The assert() statement is excellent, and provides a reasonable first-step in what I'm trying to describe, here.
That it's largely unused is something that needs to be tackled, but one impossible mission at a time. :)

What I'm looking for is something that will determine if the -meaning- of a function is correct, not just the syntax. If you were looking at the assert() function, it would be the same as the compiler running a bunch of test cases against the assert()s, to see if they were logically consistant -and- that, for EACH function, assuming the initial assert() holds true, will the assert() at the end of that function be necessarily true.

This is difficult, but not impossible, to do. Let's say your initial assert() states that x > 1, and your function reduces x by 1. A final assertion of x > 0 is necessarily true. A final assertion of x <y, where y is any number less than 0 is necessarily false. A final assertion of x> y, where y is any number greater than 0 is potentially false, and (if you want strict checking) should be treated as if necessarily false.

Ok, so how do you do this, without clogging up the machine by testing every possible value, and seeing if it ends up invalid?

Well, there are short-cuts. If you want the compiler to also do test runs, it at most needs to run through four cases for every function that can be reversed. (Take the minimum and maximum values of the pre- and post-conditions, and run the code forwards or backwards, then see if the values still lie within bounds.)

For more complex functions, you'd need to be a bit more crafty.

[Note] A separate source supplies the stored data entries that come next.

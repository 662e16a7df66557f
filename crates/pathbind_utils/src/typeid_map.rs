use core::any::TypeId;
use core::fmt;

use crate::hash::NoOpHashState;
use crate::hash::hashbrown::HashMap;
use crate::hash::hashbrown::hash_map::Entry;

// -----------------------------------------------------------------------------
// TypeIdMap

/// A map container with [`TypeId`] as the fixed key type.
///
/// The interface exposes no `HashMap` specific APIs.
pub struct TypeIdMap<V>(HashMap<TypeId, V, NoOpHashState>);

impl<V> TypeIdMap<V> {
    /// Creates an empty `TypeIdMap`.
    ///
    /// # Examples
    ///
    /// ```
    /// use pathbind_utils::TypeIdMap;
    /// let map = TypeIdMap::<i32>::new();
    /// assert!(map.is_empty());
    /// ```
    #[inline]
    pub const fn new() -> Self {
        Self(HashMap::with_hasher(NoOpHashState))
    }

    /// Inserts `f()` if the key is absent.
    ///
    /// Returns `false` and leaves the map unchanged if the key already exists.
    #[inline]
    pub fn try_insert(&mut self, type_id: TypeId, f: impl FnOnce() -> V) -> bool {
        match self.0.entry(type_id) {
            Entry::Vacant(entry) => {
                entry.insert(f());
                true
            }
            Entry::Occupied(_) => false,
        }
    }

    /// Returns the value for `type_id`, inserting `f()` first if absent.
    #[inline]
    pub fn get_or_insert_with(&mut self, type_id: TypeId, f: impl FnOnce() -> V) -> &mut V {
        self.0.entry(type_id).or_insert_with(f)
    }

    /// Inserts a value, returning the previous one.
    #[inline]
    pub fn insert(&mut self, type_id: TypeId, value: V) -> Option<V> {
        self.0.insert(type_id, value)
    }

    #[inline]
    pub fn remove(&mut self, type_id: TypeId) -> Option<V> {
        self.0.remove(&type_id)
    }

    #[inline]
    pub fn get(&self, type_id: TypeId) -> Option<&V> {
        self.0.get(&type_id)
    }

    #[inline]
    pub fn get_mut(&mut self, type_id: TypeId) -> Option<&mut V> {
        self.0.get_mut(&type_id)
    }

    #[inline]
    pub fn contains(&self, type_id: TypeId) -> bool {
        self.0.contains_key(&type_id)
    }

    #[inline]
    pub fn len(&self) -> usize {
        self.0.len()
    }

    #[inline]
    pub fn is_empty(&self) -> bool {
        self.0.is_empty()
    }

    /// Iterates over all values in arbitrary order.
    #[inline]
    pub fn values(&self) -> impl Iterator<Item = &V> {
        self.0.values()
    }

    /// Iterates over all entries in arbitrary order.
    #[inline]
    pub fn iter(&self) -> impl Iterator<Item = (TypeId, &V)> {
        self.0.iter().map(|(id, v)| (*id, v))
    }
}

impl<V> Default for TypeIdMap<V> {
    #[inline]
    fn default() -> Self {
        Self::new()
    }
}

impl<V: Clone> Clone for TypeIdMap<V> {
    #[inline]
    fn clone(&self) -> Self {
        Self(self.0.clone())
    }
}

impl<V: fmt::Debug> fmt::Debug for TypeIdMap<V> {
    fn fmt(&self, f: &mut fmt::Formatter<'_>) -> fmt::Result {
        f.debug_map().entries(self.0.iter()).finish()
    }
}

// -----------------------------------------------------------------------------
// Tests

#[cfg(test)]
mod tests {
    use super::TypeIdMap;
    use core::any::TypeId;

    #[test]
    fn try_insert_keeps_first() {
        let mut map = TypeIdMap::new();
        assert!(map.try_insert(TypeId::of::<u8>(), || 1));
        assert!(!map.try_insert(TypeId::of::<u8>(), || 2));
        assert_eq!(map.get(TypeId::of::<u8>()), Some(&1));
        assert_eq!(map.len(), 1);
    }

    #[test]
    fn insert_replaces() {
        let mut map = TypeIdMap::new();
        map.insert(TypeId::of::<String>(), "a");
        assert_eq!(map.insert(TypeId::of::<String>(), "b"), Some("a"));
        assert_eq!(map.remove(TypeId::of::<String>()), Some("b"));
        assert!(map.is_empty());
    }
}
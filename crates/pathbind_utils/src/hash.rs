//! Provide `FixedHashState` and `NoOpHashState`.
//!
//! `FixedHashState` is based on `foldhash` with a fixed seed, so hash results
//! only depend on the input. `NoOpHashState` passes `u64` keys (such as
//! [`TypeId`](core::any::TypeId)) straight through.

use core::hash::{BuildHasher, Hasher};

use foldhash::fast::{FixedState, FoldHasher};

pub use hashbrown;

// -----------------------------------------------------------------------------
// FixedHashState

const FIXED_HASH_STATE: FixedState = FixedState::with_seed(0x5A17_B1D0_C0DE_F00D);

/// A hasher whose results only depend on the input.
pub type FixedHasher = FoldHasher<'static>;

/// Fixed hash state based upon a fixed seed.
///
/// # Examples
///
/// ```
/// use core::hash::BuildHasher;
/// use pathbind_utils::hash::FixedHashState;
///
/// let a = FixedHashState.hash_one("name");
/// let b = FixedHashState.hash_one("name");
/// assert_eq!(a, b);
/// ```
#[derive(Copy, Clone, Default, Debug)]
pub struct FixedHashState;

impl BuildHasher for FixedHashState {
    type Hasher = FixedHasher;

    #[inline(always)]
    fn build_hasher(&self) -> Self::Hasher {
        FIXED_HASH_STATE.build_hasher()
    }
}

// -----------------------------------------------------------------------------
// NoOpHashState

/// A hasher that keeps the last written `u64` as the hash.
#[derive(Copy, Clone, Default, Debug)]
pub struct NoOpHasher {
    hash: u64,
}

impl Hasher for NoOpHasher {
    #[inline]
    fn finish(&self) -> u64 {
        self.hash
    }

    fn write(&mut self, bytes: &[u8]) {
        for byte in bytes.iter().rev() {
            self.hash = self.hash.rotate_left(8).wrapping_add(*byte as u64);
        }
    }

    #[inline]
    fn write_u64(&mut self, i: u64) {
        self.hash = i;
    }
}

/// Builds [`NoOpHasher`].
#[derive(Copy, Clone, Default, Debug)]
pub struct NoOpHashState;

impl BuildHasher for NoOpHashState {
    type Hasher = NoOpHasher;

    #[inline(always)]
    fn build_hasher(&self) -> Self::Hasher {
        NoOpHasher::default()
    }
}

// -----------------------------------------------------------------------------
// Aliases

/// A [`hashbrown::HashMap`] using [`FixedHashState`].
pub type HashMap<K, V> = hashbrown::HashMap<K, V, FixedHashState>;

/// A [`hashbrown::HashSet`] using [`FixedHashState`].
pub type HashSet<T> = hashbrown::HashSet<T, FixedHashState>;

// -----------------------------------------------------------------------------
// Tests

#[cfg(test)]
mod tests {
    use super::{FixedHashState, NoOpHashState};
    use core::any::TypeId;
    use core::hash::BuildHasher;

    #[test]
    fn fixed_state_is_stable() {
        assert_eq!(
            FixedHashState.hash_one((1_u32, "a")),
            FixedHashState.hash_one((1_u32, "a")),
        );
        assert_ne!(FixedHashState.hash_one(1_u32), FixedHashState.hash_one(2_u32));
    }

    #[test]
    fn noop_state_distinguishes_type_ids() {
        assert_ne!(
            NoOpHashState.hash_one(TypeId::of::<u8>()),
            NoOpHashState.hash_one(TypeId::of::<u16>()),
        );
    }
}
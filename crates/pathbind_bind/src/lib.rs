//! Binding flat string data onto reflected structs.
//!
//! A [`DataSource`] supplies raw strings by key; [`MapSource`] is the
//! reference implementation. A [`Binder`] is compiled once per destination
//! type and assigns every bindable member from a source, converting raw
//! values through a [`Conversions`](pathbind_convert::Conversions) registry.
//!
//! Failures are per member: one malformed value never stops the rest of the
//! bind, and a missing key is not a failure at all.
//!
//! # Examples
//!
//! ```
//! use pathbind_bind::{Binder, MapSource};
//! use pathbind_convert::Conversions;
//! use pathbind_reflect::derive::Reflect;
//!
//! #[derive(Reflect, Default)]
//! #[reflect(default)]
//! struct Server {
//!     host: String,
//!     port: u16,
//!     tls: Option<Tls>,
//! }
//!
//! #[derive(Reflect, Default)]
//! #[reflect(default)]
//! struct Tls {
//!     cert: String,
//! }
//!
//! let source = MapSource::from_iter([
//!     ("host", "localhost"),
//!     ("port", "8080"),
//!     ("tls.cert", "server.pem"),
//! ]);
//!
//! let server = Binder::<Server>::new(&Conversions::new())
//!     .unwrap()
//!     .build(&source)
//!     .unwrap();
//!
//! assert_eq!(server.host, "localhost");
//! assert_eq!(server.port, 8080);
//! assert_eq!(server.tls.unwrap().cert, "server.pem");
//! ```

// -----------------------------------------------------------------------------
// Modules

mod binder;
mod cache;
mod descriptor;
mod error;
mod map_source;
mod options;
mod plan;
mod source;

// -----------------------------------------------------------------------------
// Exports

pub use binder::Binder;
pub use cache::BinderCache;
pub use descriptor::{MemberDescriptor, MemberKind};
pub use error::{BindError, ConstructionError};
pub use map_source::MapSource;
pub use options::BinderOptions;
pub use source::{DEFAULT_SEPARATOR, DataSource, Keys, PrefixedSource};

You need to describe the function in abstract terms, collect operations dealing with the same data as far as possible without changing what the program does, simplify, and test each block of what's left, as above. (This would bloat the compiler something chronic, but if the resultant code was better, it might be worth it.)

PLEASE NOTE: You can't sort all code, all the time. Let's say you have the code:

y += 1;

x += 1;

y += 1;

if (x > y) do_something();

x += 1;

Now, the two y += 1's -can- be combined, because there is nothing dependent on y between those two statements. The two x += 1's cannot, because there is an intermediate dependency, the if.

Now, y += 2 will meet the same assertions, at the start and end, as two y += 1's.

If you want to be even smarter about it, then you would take the initial assertion, and concatinate operations onto it. If the resulting expression is functionally identical to the last assertion, then the code is correct.

This is harder, because what you're doing involves being able to simplify equations, collect terms, and generally do the stuff some of the better maths packages do, only for potentially horrible equations, and multiple variables.

This is the same as running the 4 cases, in lots of ways, except that you don't have this nagging "what if..." - what if some other value hits a discontinuity in the maths or logic? what if the results are horribly non-linear, so taking the extremes -doesn't- give an indication of how the rest of the values will behave?

By showing that your initial assertion, plus your function, equals your final assertion, for each path through that function, you're assured that if anything is incorrect, it is at least incorrect in a predictable way, and to the coder's specification.

Now for the REALLY complicated part - something that'll handle low-level operations. Here, we can make use of the fact that we are moving more and more towards validating the function, rather than the form. A low-level operation (such as calling a function via a pointer) really doesn't matter, provided we know what's passed in, what's returned and that the called function doesn't try to manipulate anything outside of its scope. (When you get side-effects in a program, ALL bets are off. You can't check it, because you have no means of knowing what to check.)

So, what we're doing, here, is to say that read-only parameters are going to be unchanged, and that read-write parameters AND any return value can have any value that is valid for that type. If it's a function within the program, you can also assume that the value(s) will comply with the post-condition.